= EXERCISE REQUIREMENTS =
For the records that follow, give the number of lines in which the word "Some" occurs, with nothing added.

───── DATA FOR REVIEW

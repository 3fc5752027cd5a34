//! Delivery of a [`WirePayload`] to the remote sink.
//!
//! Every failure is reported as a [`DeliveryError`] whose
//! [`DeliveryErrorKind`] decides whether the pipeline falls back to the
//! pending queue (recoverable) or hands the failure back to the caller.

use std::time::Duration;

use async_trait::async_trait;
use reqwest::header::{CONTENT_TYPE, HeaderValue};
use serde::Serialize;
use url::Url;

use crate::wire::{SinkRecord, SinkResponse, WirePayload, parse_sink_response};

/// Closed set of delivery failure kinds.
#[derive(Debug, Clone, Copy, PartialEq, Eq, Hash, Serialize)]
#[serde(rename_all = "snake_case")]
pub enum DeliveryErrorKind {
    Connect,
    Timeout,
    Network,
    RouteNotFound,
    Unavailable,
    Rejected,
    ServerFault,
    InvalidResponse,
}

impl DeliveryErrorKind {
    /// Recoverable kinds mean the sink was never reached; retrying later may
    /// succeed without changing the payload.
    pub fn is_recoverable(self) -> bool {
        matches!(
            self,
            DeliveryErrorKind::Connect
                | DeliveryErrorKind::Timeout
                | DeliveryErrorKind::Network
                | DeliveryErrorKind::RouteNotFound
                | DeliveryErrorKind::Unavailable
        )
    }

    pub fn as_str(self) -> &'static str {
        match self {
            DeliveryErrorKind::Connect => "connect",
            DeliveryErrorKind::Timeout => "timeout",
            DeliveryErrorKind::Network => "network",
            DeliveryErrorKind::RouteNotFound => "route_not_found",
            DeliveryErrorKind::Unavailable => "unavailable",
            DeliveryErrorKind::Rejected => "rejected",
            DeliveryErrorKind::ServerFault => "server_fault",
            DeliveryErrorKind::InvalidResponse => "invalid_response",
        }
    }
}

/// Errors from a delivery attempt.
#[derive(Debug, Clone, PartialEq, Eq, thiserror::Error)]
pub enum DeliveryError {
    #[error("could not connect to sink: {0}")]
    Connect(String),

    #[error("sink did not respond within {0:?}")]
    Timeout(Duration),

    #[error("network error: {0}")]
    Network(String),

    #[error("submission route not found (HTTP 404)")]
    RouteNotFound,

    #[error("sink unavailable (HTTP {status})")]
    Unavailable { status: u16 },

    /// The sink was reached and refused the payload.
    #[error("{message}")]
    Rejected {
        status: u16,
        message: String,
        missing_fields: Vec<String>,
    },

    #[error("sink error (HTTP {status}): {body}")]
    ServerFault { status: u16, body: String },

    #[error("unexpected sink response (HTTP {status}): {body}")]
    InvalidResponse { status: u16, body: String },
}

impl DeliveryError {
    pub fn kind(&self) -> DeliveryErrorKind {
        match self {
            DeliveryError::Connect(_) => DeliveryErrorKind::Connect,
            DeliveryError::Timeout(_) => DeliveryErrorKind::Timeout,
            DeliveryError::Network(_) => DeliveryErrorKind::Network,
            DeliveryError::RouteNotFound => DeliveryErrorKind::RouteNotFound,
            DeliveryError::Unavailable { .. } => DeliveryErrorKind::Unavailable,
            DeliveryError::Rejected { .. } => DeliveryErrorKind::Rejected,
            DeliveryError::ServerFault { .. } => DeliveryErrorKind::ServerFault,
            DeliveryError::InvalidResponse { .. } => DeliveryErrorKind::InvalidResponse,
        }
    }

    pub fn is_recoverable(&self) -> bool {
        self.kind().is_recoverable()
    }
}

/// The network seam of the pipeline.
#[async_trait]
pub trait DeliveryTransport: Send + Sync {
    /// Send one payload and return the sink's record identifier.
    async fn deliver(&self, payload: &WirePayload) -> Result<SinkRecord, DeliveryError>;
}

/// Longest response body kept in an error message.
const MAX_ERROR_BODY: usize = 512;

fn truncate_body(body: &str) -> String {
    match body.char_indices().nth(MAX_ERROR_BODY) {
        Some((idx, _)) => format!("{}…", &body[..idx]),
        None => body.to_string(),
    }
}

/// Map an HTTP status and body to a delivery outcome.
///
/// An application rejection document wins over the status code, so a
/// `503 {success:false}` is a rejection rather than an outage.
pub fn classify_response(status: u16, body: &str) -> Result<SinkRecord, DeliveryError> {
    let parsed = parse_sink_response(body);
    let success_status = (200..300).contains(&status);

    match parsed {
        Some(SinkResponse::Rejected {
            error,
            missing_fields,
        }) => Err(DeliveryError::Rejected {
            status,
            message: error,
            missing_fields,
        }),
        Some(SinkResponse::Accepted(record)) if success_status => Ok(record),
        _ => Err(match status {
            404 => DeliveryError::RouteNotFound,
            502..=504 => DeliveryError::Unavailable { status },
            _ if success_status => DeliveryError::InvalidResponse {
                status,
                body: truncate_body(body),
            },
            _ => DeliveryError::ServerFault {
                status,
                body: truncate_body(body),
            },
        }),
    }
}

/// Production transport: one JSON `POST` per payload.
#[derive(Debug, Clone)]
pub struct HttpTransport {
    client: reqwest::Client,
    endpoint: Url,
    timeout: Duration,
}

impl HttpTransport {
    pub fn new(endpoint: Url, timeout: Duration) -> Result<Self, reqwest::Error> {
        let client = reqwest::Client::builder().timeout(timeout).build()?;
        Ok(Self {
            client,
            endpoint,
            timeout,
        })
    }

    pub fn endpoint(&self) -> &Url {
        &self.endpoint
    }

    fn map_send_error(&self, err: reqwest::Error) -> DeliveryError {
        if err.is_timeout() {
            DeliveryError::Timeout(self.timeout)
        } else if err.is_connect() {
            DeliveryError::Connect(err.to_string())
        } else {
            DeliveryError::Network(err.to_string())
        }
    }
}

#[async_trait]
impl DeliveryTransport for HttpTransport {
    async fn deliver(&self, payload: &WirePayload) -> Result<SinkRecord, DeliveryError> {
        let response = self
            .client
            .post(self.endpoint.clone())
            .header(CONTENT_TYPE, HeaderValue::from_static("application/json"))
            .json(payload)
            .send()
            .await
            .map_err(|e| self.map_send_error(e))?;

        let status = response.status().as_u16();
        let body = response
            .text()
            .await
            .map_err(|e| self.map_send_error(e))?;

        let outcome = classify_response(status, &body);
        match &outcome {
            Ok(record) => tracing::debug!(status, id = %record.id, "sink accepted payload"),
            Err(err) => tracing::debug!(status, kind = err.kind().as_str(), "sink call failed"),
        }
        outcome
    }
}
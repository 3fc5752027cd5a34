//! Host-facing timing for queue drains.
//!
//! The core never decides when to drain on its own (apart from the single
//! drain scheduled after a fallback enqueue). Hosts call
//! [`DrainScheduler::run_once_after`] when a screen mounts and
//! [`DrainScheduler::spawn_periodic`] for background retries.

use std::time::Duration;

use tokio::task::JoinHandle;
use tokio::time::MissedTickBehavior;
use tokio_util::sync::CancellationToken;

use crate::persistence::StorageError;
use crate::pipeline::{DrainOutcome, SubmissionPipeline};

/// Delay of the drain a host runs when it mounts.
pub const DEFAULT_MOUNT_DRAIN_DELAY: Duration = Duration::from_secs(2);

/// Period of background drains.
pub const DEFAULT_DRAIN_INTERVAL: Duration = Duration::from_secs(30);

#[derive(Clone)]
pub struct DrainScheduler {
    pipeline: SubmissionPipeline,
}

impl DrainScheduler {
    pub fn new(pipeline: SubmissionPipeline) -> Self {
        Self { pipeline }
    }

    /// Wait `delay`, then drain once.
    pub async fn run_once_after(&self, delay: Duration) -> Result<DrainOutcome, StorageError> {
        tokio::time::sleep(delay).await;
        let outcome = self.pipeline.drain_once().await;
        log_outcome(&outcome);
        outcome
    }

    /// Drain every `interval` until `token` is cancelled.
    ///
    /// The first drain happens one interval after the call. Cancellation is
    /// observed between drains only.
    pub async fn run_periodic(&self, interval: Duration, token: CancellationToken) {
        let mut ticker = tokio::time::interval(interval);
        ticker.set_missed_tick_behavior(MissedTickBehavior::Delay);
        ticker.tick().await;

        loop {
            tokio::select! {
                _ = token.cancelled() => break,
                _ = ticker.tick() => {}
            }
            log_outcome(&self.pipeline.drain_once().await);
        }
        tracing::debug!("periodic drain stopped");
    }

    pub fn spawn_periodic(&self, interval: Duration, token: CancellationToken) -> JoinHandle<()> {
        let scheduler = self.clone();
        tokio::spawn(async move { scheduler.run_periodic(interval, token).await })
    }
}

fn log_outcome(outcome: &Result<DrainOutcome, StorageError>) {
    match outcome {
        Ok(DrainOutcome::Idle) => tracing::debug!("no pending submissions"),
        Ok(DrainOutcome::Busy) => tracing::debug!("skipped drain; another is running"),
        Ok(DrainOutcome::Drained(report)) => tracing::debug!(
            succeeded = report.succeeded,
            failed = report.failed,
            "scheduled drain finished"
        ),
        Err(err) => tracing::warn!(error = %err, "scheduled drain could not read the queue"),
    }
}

──────────

= SOLUTION FOR THIS TASK =
3